- [What the task requires]:
Go through the entries below and say how many lines hold the word "secondary". Nothing else is needed.

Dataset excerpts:

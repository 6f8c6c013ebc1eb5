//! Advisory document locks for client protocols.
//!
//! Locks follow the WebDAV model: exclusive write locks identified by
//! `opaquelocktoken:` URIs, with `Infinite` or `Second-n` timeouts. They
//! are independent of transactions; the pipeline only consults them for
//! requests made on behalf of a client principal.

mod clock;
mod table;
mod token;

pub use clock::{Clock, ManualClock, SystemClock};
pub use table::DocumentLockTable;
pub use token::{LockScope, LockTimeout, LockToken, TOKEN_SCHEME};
==
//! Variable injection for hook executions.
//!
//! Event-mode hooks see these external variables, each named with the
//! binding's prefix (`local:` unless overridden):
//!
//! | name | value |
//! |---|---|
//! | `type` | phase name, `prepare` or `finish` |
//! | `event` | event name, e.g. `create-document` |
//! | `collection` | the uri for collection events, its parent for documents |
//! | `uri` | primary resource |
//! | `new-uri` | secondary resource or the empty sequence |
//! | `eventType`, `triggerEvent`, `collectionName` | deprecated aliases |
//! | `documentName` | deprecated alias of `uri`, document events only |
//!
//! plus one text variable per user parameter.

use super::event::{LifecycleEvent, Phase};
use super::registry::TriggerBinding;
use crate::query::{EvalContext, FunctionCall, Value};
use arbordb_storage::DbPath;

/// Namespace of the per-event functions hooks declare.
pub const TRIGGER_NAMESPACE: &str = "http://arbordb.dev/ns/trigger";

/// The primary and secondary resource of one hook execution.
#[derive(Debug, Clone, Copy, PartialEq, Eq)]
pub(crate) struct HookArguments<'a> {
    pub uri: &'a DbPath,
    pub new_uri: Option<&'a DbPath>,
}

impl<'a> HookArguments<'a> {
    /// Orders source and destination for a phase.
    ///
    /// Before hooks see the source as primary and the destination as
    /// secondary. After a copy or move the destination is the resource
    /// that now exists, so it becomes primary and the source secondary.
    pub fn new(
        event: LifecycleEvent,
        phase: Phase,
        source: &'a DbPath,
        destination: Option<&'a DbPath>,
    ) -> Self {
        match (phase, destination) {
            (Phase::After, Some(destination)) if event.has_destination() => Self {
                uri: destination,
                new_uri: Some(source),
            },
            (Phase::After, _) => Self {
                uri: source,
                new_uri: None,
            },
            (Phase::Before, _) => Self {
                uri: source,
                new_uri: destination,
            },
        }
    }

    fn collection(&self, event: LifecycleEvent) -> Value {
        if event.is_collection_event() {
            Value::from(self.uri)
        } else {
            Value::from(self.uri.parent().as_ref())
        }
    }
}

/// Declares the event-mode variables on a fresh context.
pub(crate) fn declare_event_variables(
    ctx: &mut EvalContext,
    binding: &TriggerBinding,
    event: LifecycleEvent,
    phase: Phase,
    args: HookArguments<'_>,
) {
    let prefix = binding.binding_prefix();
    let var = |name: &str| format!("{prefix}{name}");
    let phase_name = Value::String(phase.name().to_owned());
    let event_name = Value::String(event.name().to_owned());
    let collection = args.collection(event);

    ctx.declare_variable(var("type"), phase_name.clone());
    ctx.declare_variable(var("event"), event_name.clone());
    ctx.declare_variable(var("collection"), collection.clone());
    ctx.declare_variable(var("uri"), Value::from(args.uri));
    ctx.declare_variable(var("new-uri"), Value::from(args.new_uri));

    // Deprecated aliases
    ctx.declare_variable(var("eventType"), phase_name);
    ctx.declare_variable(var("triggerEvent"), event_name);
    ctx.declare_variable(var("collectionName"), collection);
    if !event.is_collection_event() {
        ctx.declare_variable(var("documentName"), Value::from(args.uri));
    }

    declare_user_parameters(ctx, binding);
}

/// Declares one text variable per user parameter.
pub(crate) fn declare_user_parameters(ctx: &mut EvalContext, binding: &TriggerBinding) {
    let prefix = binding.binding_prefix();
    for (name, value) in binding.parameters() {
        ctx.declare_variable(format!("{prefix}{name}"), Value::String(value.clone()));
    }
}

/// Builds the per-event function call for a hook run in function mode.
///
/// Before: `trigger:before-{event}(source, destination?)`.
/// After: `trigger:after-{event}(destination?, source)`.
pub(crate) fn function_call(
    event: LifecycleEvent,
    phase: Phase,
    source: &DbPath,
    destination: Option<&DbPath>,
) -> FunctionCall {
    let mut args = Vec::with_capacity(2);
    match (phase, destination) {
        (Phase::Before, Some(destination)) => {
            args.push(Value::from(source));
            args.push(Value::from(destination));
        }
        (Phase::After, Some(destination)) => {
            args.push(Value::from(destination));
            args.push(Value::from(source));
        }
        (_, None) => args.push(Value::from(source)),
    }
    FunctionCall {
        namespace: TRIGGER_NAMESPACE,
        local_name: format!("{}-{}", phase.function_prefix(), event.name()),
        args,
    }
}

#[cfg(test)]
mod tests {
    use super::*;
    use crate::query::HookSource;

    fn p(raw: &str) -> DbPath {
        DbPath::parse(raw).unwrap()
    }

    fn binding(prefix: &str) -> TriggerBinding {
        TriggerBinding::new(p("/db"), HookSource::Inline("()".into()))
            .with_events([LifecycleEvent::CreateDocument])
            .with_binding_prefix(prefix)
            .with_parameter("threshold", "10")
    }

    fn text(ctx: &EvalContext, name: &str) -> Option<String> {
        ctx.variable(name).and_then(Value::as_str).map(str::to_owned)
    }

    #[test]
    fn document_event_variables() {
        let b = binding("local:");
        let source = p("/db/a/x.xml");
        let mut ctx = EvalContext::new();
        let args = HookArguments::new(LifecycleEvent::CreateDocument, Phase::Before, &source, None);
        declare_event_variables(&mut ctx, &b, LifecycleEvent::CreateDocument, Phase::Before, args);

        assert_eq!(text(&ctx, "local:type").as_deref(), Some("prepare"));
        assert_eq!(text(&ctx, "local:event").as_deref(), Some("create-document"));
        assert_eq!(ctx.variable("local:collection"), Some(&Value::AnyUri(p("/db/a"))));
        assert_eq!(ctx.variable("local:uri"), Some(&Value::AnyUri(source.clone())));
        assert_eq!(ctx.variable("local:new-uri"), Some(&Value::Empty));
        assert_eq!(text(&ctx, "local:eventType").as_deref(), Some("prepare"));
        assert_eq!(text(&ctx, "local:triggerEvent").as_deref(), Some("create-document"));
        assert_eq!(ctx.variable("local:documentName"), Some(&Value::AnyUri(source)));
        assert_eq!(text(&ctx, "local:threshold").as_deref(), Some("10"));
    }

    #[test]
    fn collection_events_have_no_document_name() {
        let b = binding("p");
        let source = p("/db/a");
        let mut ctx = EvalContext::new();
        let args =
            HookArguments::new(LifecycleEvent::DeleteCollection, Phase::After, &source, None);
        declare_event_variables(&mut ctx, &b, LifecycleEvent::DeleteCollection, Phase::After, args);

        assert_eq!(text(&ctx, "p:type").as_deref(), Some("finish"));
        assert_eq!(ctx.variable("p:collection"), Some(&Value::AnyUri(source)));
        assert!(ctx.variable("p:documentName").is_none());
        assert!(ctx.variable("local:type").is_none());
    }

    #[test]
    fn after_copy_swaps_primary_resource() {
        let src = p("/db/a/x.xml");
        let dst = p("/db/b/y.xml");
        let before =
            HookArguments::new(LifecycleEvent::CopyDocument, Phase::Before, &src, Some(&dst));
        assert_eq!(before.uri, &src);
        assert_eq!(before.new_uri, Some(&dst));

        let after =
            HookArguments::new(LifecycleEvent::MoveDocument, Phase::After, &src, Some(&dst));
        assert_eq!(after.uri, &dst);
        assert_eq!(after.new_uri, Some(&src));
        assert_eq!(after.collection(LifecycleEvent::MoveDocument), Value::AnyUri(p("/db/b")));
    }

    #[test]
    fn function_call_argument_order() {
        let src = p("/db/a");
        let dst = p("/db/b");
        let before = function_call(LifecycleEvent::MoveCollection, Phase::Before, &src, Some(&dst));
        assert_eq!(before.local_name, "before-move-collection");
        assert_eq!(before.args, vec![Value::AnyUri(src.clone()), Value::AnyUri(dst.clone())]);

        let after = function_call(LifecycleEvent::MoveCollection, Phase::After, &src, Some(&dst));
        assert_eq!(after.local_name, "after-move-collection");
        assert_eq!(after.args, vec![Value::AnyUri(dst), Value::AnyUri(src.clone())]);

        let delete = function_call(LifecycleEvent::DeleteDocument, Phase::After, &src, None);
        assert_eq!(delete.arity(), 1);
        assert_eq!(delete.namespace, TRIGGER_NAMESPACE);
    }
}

- [Exercise output]:
4